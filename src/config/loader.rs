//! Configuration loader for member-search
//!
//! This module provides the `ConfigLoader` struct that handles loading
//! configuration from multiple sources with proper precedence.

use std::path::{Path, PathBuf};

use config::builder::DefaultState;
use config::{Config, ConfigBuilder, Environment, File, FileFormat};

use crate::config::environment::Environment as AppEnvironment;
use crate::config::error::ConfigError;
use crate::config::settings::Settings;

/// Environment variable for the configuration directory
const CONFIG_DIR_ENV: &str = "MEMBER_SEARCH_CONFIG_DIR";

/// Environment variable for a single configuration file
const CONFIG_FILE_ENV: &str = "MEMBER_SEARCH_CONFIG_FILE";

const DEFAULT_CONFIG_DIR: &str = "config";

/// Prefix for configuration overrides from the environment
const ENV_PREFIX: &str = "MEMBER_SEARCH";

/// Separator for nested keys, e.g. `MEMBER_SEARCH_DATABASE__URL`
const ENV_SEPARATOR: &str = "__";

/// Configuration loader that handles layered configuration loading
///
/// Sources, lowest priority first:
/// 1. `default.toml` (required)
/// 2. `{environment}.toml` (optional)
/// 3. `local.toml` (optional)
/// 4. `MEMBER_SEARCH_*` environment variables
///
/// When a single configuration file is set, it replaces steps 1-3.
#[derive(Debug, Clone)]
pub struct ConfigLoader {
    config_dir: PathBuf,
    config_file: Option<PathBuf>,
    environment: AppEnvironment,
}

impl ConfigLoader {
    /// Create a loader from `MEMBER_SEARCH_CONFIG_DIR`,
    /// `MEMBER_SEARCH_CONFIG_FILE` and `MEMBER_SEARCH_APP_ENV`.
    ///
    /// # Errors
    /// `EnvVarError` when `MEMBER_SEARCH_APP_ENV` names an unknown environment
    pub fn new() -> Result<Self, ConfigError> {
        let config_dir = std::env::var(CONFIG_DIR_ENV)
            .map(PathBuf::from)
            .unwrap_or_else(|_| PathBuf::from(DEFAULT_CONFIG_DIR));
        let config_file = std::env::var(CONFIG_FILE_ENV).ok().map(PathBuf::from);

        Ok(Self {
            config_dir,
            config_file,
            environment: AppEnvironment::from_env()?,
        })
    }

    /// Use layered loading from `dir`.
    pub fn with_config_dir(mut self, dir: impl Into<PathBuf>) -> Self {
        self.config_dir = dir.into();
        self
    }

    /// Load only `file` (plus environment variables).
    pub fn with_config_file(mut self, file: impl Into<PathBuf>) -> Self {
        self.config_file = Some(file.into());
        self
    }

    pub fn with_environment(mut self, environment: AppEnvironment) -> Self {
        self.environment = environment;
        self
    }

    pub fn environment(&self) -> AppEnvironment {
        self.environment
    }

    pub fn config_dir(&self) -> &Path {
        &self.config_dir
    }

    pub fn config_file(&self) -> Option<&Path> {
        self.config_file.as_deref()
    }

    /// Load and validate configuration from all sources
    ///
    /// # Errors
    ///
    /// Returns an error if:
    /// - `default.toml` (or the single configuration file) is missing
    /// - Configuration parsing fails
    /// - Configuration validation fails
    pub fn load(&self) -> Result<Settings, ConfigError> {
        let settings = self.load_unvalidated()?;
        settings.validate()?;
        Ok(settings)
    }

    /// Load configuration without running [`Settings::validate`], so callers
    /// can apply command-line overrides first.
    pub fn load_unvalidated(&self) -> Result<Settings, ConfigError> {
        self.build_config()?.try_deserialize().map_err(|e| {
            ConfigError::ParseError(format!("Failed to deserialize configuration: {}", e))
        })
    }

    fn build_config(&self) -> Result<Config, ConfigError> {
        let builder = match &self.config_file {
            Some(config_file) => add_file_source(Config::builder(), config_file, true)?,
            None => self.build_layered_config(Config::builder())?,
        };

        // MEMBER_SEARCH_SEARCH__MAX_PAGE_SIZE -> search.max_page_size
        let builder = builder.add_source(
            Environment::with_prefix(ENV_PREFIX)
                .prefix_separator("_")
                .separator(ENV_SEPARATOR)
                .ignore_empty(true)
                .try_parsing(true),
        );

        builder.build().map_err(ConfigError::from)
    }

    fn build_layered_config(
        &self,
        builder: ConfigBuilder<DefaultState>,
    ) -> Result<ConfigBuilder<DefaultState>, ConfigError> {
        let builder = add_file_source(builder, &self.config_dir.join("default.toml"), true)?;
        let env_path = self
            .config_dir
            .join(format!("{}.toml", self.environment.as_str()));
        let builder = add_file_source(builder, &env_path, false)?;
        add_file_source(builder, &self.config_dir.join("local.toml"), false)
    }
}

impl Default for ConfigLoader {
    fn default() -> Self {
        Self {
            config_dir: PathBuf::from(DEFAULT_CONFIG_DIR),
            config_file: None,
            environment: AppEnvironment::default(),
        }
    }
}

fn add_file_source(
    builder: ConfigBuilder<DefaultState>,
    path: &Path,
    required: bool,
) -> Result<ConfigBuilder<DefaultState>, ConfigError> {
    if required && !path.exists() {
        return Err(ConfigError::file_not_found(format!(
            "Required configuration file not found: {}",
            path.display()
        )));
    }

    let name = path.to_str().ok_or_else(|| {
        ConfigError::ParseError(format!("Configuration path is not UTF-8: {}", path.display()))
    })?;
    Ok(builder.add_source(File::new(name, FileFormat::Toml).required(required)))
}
────────────────────
Instructions for the task
What is needed is an exact copy of the entries from their first line down to the line with "Create a loader", that line included, and nothing beyond it.

Output below
filename src/config/loader.rs
//! Configuration loader for member-search
//!
//! This module provides the `ConfigLoader` struct that handles loading
//! configuration from multiple sources with proper precedence.

use std::path::{Path, PathBuf};

use config::builder::DefaultState;
use config::{Config, ConfigBuilder, Environment, File, FileFormat};

use crate::config::environment::Environment as AppEnvironment;
use crate::config::error::ConfigError;
use crate::config::settings::Settings;

/// Environment variable for the configuration directory
const CONFIG_DIR_ENV: &str = "MEMBER_SEARCH_CONFIG_DIR";

/// Environment variable for a single configuration file
const CONFIG_FILE_ENV: &str = "MEMBER_SEARCH_CONFIG_FILE";

const DEFAULT_CONFIG_DIR: &str = "config";

/// Prefix for configuration overrides from the environment
const ENV_PREFIX: &str = "MEMBER_SEARCH";

/// Separator for nested keys, e.g. `MEMBER_SEARCH_DATABASE__URL`
const ENV_SEPARATOR: &str = "__";

/// Configuration loader that handles layered configuration loading
///
/// Sources, lowest priority first:
/// 1. `default.toml` (required)
/// 2. `{environment}.toml` (optional)
/// 3. `local.toml` (optional)
/// 4. `MEMBER_SEARCH_*` environment variables
///
/// When a single configuration file is set, it replaces steps 1-3.
#[derive(Debug, Clone)]
pub struct ConfigLoader {
    config_dir: PathBuf,
    config_file: Option<PathBuf>,
    environment: AppEnvironment,
}

impl ConfigLoader {
    /// Create a loader from `MEMBER_SEARCH_CONFIG_DIR`,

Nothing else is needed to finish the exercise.